Task instructions :: Whichever lines of the entries hold the word "message" should be identified and copied.

Raw data ::

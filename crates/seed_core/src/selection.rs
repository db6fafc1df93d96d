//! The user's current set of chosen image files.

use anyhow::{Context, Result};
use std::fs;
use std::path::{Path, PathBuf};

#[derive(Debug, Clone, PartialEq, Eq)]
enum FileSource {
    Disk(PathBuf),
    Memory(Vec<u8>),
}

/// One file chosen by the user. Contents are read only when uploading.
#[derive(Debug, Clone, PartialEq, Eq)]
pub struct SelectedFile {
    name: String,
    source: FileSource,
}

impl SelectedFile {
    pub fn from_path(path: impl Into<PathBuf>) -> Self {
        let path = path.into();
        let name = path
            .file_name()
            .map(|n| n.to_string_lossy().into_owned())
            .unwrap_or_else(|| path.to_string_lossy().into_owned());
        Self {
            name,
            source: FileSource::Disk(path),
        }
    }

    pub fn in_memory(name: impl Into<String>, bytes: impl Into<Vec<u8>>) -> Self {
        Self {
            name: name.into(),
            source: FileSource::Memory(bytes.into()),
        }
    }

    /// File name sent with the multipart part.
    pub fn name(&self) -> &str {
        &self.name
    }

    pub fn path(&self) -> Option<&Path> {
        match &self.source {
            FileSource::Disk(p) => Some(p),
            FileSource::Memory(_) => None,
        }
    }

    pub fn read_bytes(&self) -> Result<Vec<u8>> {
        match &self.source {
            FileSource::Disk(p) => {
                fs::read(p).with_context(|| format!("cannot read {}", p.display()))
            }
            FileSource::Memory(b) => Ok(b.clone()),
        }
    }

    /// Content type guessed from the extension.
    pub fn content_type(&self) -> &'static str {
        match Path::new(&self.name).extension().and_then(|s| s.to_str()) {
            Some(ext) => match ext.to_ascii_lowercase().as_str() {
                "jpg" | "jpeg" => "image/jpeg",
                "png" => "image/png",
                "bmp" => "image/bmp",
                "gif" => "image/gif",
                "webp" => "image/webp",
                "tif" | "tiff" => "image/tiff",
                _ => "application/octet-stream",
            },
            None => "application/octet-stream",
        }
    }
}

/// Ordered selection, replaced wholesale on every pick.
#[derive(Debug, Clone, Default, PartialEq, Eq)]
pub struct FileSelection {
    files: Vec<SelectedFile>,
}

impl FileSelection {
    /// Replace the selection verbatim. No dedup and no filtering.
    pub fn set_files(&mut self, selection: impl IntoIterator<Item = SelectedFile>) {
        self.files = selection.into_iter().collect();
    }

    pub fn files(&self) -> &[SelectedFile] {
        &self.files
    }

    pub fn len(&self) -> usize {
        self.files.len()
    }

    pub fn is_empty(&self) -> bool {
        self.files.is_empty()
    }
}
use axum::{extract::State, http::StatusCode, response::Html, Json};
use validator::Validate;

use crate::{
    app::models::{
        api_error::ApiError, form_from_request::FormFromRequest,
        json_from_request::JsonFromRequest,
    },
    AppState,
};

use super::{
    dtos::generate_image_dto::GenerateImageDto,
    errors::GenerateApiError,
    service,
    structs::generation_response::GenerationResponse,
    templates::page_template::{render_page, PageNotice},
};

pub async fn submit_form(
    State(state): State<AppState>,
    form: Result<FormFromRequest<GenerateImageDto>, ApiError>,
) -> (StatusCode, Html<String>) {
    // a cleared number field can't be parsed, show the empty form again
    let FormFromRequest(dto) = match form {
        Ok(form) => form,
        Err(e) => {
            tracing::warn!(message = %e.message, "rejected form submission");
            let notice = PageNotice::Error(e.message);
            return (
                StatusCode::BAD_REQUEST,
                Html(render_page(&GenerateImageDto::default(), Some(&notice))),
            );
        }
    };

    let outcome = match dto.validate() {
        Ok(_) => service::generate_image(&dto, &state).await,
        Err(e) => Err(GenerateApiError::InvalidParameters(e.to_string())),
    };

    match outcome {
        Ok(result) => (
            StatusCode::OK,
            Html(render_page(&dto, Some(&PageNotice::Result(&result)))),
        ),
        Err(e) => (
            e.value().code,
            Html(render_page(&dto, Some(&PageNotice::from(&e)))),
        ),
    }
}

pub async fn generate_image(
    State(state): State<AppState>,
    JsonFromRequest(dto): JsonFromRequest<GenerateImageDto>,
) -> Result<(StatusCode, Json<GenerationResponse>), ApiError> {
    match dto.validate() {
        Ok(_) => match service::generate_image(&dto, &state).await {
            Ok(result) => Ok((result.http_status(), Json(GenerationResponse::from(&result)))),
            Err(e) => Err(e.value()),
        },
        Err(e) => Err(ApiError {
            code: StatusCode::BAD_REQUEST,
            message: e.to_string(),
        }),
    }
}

Written solution ::
            tracing::warn!(message = %e.message, "rejected form submission");
            let notice = PageNotice::Error(e.message);
            message: e.to_string(),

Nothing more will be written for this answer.